Please filter the listing for the string "Option" and copy each matching line.

=======

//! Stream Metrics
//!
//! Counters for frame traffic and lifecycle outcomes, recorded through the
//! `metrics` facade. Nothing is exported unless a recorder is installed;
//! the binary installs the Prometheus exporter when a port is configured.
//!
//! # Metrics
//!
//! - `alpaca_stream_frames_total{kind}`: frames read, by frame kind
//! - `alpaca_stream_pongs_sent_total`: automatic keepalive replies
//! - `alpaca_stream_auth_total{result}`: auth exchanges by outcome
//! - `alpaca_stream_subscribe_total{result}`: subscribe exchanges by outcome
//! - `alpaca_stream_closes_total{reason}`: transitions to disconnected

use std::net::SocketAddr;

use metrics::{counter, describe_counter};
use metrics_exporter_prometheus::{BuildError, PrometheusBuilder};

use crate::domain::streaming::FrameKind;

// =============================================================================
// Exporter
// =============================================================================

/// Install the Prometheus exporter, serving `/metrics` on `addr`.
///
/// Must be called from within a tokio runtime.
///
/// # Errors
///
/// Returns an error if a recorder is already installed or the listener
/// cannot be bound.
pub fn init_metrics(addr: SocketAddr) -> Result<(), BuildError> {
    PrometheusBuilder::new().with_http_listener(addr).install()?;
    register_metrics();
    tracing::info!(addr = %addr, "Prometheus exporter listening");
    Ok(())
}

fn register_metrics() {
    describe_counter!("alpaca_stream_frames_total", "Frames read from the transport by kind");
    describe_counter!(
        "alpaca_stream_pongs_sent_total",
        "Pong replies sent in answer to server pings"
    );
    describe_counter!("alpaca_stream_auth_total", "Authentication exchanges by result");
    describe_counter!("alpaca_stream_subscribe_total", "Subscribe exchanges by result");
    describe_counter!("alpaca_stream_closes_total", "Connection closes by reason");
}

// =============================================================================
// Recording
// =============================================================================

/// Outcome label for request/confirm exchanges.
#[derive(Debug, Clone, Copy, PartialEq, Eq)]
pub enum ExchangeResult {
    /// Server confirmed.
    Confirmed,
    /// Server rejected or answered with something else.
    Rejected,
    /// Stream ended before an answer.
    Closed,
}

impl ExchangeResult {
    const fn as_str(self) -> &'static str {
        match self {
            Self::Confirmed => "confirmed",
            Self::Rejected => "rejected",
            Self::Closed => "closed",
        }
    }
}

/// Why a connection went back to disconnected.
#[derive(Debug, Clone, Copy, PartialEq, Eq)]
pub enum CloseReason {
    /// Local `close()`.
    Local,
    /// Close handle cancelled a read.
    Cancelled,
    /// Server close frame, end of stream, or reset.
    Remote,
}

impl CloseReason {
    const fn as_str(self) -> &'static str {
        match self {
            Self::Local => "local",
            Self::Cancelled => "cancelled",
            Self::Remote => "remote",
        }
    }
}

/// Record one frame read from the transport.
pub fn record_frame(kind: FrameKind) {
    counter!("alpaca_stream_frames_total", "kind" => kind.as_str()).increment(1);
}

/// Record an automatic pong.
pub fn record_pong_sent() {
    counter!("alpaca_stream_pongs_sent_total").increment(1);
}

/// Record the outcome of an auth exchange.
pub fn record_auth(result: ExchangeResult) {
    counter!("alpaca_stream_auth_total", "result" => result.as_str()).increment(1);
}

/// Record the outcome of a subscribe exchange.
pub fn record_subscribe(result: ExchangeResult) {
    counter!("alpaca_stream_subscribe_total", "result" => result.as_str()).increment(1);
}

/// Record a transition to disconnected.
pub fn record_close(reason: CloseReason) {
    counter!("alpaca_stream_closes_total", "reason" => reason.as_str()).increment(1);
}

=======

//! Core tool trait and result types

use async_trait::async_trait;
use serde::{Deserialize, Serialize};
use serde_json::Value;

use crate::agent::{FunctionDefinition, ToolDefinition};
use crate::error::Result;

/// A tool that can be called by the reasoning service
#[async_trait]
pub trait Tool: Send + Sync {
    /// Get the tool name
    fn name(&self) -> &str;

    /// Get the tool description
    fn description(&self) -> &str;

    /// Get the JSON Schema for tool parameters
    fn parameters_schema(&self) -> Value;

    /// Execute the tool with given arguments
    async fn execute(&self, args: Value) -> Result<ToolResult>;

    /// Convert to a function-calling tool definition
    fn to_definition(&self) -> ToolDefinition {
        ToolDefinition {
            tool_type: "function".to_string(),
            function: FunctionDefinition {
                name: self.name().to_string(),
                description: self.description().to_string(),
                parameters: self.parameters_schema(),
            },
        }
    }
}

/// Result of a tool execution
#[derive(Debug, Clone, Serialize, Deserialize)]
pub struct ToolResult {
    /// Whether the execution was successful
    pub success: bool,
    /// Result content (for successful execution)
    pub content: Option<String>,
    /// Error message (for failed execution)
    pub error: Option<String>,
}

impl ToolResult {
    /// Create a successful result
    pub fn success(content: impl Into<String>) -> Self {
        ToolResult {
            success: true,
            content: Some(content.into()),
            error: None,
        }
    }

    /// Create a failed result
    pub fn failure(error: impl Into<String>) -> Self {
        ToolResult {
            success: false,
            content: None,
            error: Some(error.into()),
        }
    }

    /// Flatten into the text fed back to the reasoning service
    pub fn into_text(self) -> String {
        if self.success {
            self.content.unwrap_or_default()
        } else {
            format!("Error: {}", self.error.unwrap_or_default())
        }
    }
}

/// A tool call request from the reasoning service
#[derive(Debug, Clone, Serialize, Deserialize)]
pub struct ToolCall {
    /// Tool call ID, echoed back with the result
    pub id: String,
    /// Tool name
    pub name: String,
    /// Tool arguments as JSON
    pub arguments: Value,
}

=======

- _OUTPUT_:
    pub content: Option<String>,
    pub error: Option<String>,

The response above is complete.